Data extracted from a collection:
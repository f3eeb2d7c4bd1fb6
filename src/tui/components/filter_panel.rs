//! # Filter Panel Component
//!
//! Collects filter intent — free-text query, exclusive category choice,
//! two availability toggles — and emits it atomically. Nothing leaves
//! this panel until the user submits: editing a field never touches the
//! results side, so the list can't thrash while someone is still typing.
//!
//! Follows the persistent state + transient wrapper pattern:
//! - `FilterPanelState` lives in `TuiState`
//! - `FilterPanel` is created each frame with borrowed state

use ratatui::Frame;
use ratatui::layout::{Alignment, Rect};
use ratatui::style::{Color, Modifier, Style};
use ratatui::text::{Line, Span};
use ratatui::widgets::{Block, Borders, Padding, Paragraph};
use unicode_width::UnicodeWidthStr;

use crate::core::filter::FilterState;
use crate::tui::component::EventHandler;
use crate::tui::event::TuiEvent;

/// The panel fields, in vertical navigation order.
#[derive(Debug, Clone, Copy, PartialEq, Eq)]
pub enum FilterField {
    Query,
    Category,
    OpenNow,
    Virtual,
}

impl FilterField {
    fn next(self) -> Self {
        match self {
            FilterField::Query => FilterField::Category,
            FilterField::Category => FilterField::OpenNow,
            FilterField::OpenNow => FilterField::Virtual,
            FilterField::Virtual => FilterField::Virtual,
        }
    }

    fn prev(self) -> Self {
        match self {
            FilterField::Query => FilterField::Query,
            FilterField::Category => FilterField::Query,
            FilterField::OpenNow => FilterField::Category,
            FilterField::Virtual => FilterField::OpenNow,
        }
    }
}

/// Events emitted by the filter panel.
#[derive(Debug, PartialEq, Eq)]
pub enum FilterPanelEvent {
    /// The complete criteria to apply downstream. Also emitted on reset,
    /// carrying the default state, so reset always means "unfiltered".
    Apply(FilterState),
}

/// Persistent state for the filter panel.
///
/// Owns the user-editable criteria exclusively; the results side only
/// ever sees them as the payload of an [`FilterPanelEvent::Apply`].
pub struct FilterPanelState {
    pub query: String,
    /// Byte offset of the edit cursor within `query`.
    cursor: usize,
    /// Category choices with "All" always at index 0.
    categories: Vec<String>,
    /// Index into `categories`. Being a single index is what makes the
    /// choice exclusive: there is no way to mark two at once.
    active_category: usize,
    pub open_now: bool,
    pub virtual_only: bool,
    pub focused_field: FilterField,
}

impl FilterPanelState {
    pub fn new(categories: &[String]) -> Self {
        let mut all = vec!["All".to_string()];
        all.extend(categories.iter().cloned());
        Self {
            query: String::new(),
            cursor: 0,
            categories: all,
            active_category: 0,
            open_now: false,
            virtual_only: false,
            focused_field: FilterField::Query,
        }
    }

    pub fn categories(&self) -> &[String] {
        &self.categories
    }

    pub fn active_category(&self) -> usize {
        self.active_category
    }

    /// Select a category by index, deselecting whichever was active.
    /// Out-of-range indices clamp to the last entry.
    pub fn select_category(&mut self, index: usize) {
        self.active_category = index.min(self.categories.len() - 1);
    }

    /// Snapshot the current field values as one complete `FilterState`.
    ///
    /// The category travels lowercased ("all", "academic", ...), matching
    /// what the engine compares against.
    pub fn filter_state(&self) -> FilterState {
        FilterState {
            query: self.query.trim().to_string(),
            category: self.categories[self.active_category].to_lowercase(),
            open_now: self.open_now,
            virtual_only: self.virtual_only,
        }
    }

    /// Restore every field to its default.
    fn reset(&mut self) {
        self.query.clear();
        self.cursor = 0;
        self.active_category = 0;
        self.open_now = false;
        self.virtual_only = false;
    }

    fn insert_char(&mut self, c: char) {
        self.query.insert(self.cursor, c);
        self.cursor += c.len_utf8();
    }

    fn backspace(&mut self) {
        if let Some(prev) = self.query[..self.cursor].chars().next_back() {
            self.cursor -= prev.len_utf8();
            self.query.remove(self.cursor);
        }
    }

    fn cursor_left(&mut self) {
        if let Some(prev) = self.query[..self.cursor].chars().next_back() {
            self.cursor -= prev.len_utf8();
        }
    }

    fn cursor_right(&mut self) {
        if let Some(next) = self.query[self.cursor..].chars().next() {
            self.cursor += next.len_utf8();
        }
    }
}

impl EventHandler for FilterPanelState {
    type Event = FilterPanelEvent;

    fn handle_event(&mut self, event: &TuiEvent) -> Option<FilterPanelEvent> {
        match event {
            TuiEvent::CursorUp => {
                self.focused_field = self.focused_field.prev();
                None
            }
            TuiEvent::CursorDown => {
                self.focused_field = self.focused_field.next();
                None
            }
            TuiEvent::CursorLeft => {
                match self.focused_field {
                    FilterField::Query => self.cursor_left(),
                    FilterField::Category => {
                        self.select_category(self.active_category.saturating_sub(1));
                    }
                    _ => {}
                }
                None
            }
            TuiEvent::CursorRight => {
                match self.focused_field {
                    FilterField::Query => self.cursor_right(),
                    FilterField::Category => {
                        self.select_category(self.active_category + 1);
                    }
                    _ => {}
                }
                None
            }
            TuiEvent::InputChar(c) => {
                match self.focused_field {
                    FilterField::Query => self.insert_char(*c),
                    FilterField::Category if *c == ' ' => {
                        // Space cycles through the choices, wrapping.
                        self.select_category(
                            (self.active_category + 1) % self.categories.len(),
                        );
                    }
                    FilterField::OpenNow if *c == ' ' => self.open_now = !self.open_now,
                    FilterField::Virtual if *c == ' ' => {
                        self.virtual_only = !self.virtual_only;
                    }
                    _ => {}
                }
                None
            }
            TuiEvent::Backspace => {
                if self.focused_field == FilterField::Query {
                    self.backspace();
                }
                None
            }
            TuiEvent::Submit => Some(FilterPanelEvent::Apply(self.filter_state())),
            TuiEvent::Reset => {
                self.reset();
                Some(FilterPanelEvent::Apply(FilterState::default()))
            }
            _ => None,
        }
    }
}

/// Transient render wrapper for the filter panel.
pub struct FilterPanel<'a> {
    state: &'a FilterPanelState,
    focused: bool,
}

impl<'a> FilterPanel<'a> {
    pub fn new(state: &'a FilterPanelState, focused: bool) -> Self {
        Self { state, focused }
    }

    pub fn render(&mut self, frame: &mut Frame, area: Rect) {
        let border_style = if self.focused {
            Style::default().fg(Color::Cyan)
        } else {
            Style::default().fg(Color::DarkGray)
        };

        let block = Block::default()
            .borders(Borders::ALL)
            .border_style(border_style)
            .title(" Filters ")
            .title_alignment(Alignment::Left)
            .title_bottom(Line::from(" Enter Apply  Ctrl+R Reset ").centered())
            .padding(Padding::horizontal(1));

        let field_style = |field: FilterField| {
            if self.focused && self.state.focused_field == field {
                Style::default().fg(Color::White).add_modifier(Modifier::BOLD)
            } else {
                Style::default().fg(Color::Gray)
            }
        };

        let mut lines = vec![
            Line::from(Span::styled("Search", field_style(FilterField::Query))),
            Line::from(Span::styled(
                self.state.query.clone(),
                field_style(FilterField::Query),
            )),
            Line::default(),
            Line::from(Span::styled("Category", field_style(FilterField::Category))),
        ];

        for (i, category) in self.state.categories.iter().enumerate() {
            let is_active = i == self.state.active_category;
            let marker = if is_active { "(•)" } else { "( )" };
            let mut style = if is_active {
                Style::default().fg(Color::Cyan)
            } else {
                Style::default().fg(Color::Gray)
            };
            if is_active && self.focused && self.state.focused_field == FilterField::Category {
                style = style.add_modifier(Modifier::BOLD | Modifier::REVERSED);
            }
            lines.push(Line::from(Span::styled(
                format!("{marker} {category}"),
                style,
            )));
        }

        lines.push(Line::default());
        lines.push(Line::from(Span::styled(
            format!("[{}] Open now", if self.state.open_now { "x" } else { " " }),
            field_style(FilterField::OpenNow),
        )));
        lines.push(Line::from(Span::styled(
            format!(
                "[{}] Virtual options",
                if self.state.virtual_only { "x" } else { " " }
            ),
            field_style(FilterField::Virtual),
        )));

        frame.render_widget(Paragraph::new(lines).block(block), area);

        // Place the terminal cursor inside the query line while editing.
        if self.focused && self.state.focused_field == FilterField::Query {
            let prefix = &self.state.query[..self.state.cursor];
            let x = area.x + 2 + prefix.width() as u16;
            let y = area.y + 2;
            if x < area.right() && y < area.bottom() {
                frame.set_cursor_position((x, y));
            }
        }
    }
}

■ **TASK GOAL**: Write out every line from the data above that includes "EventHandler".

■ **RESULT OF THE EXERCISE**:
use crate::tui::component::EventHandler;
impl EventHandler for FilterPanelState {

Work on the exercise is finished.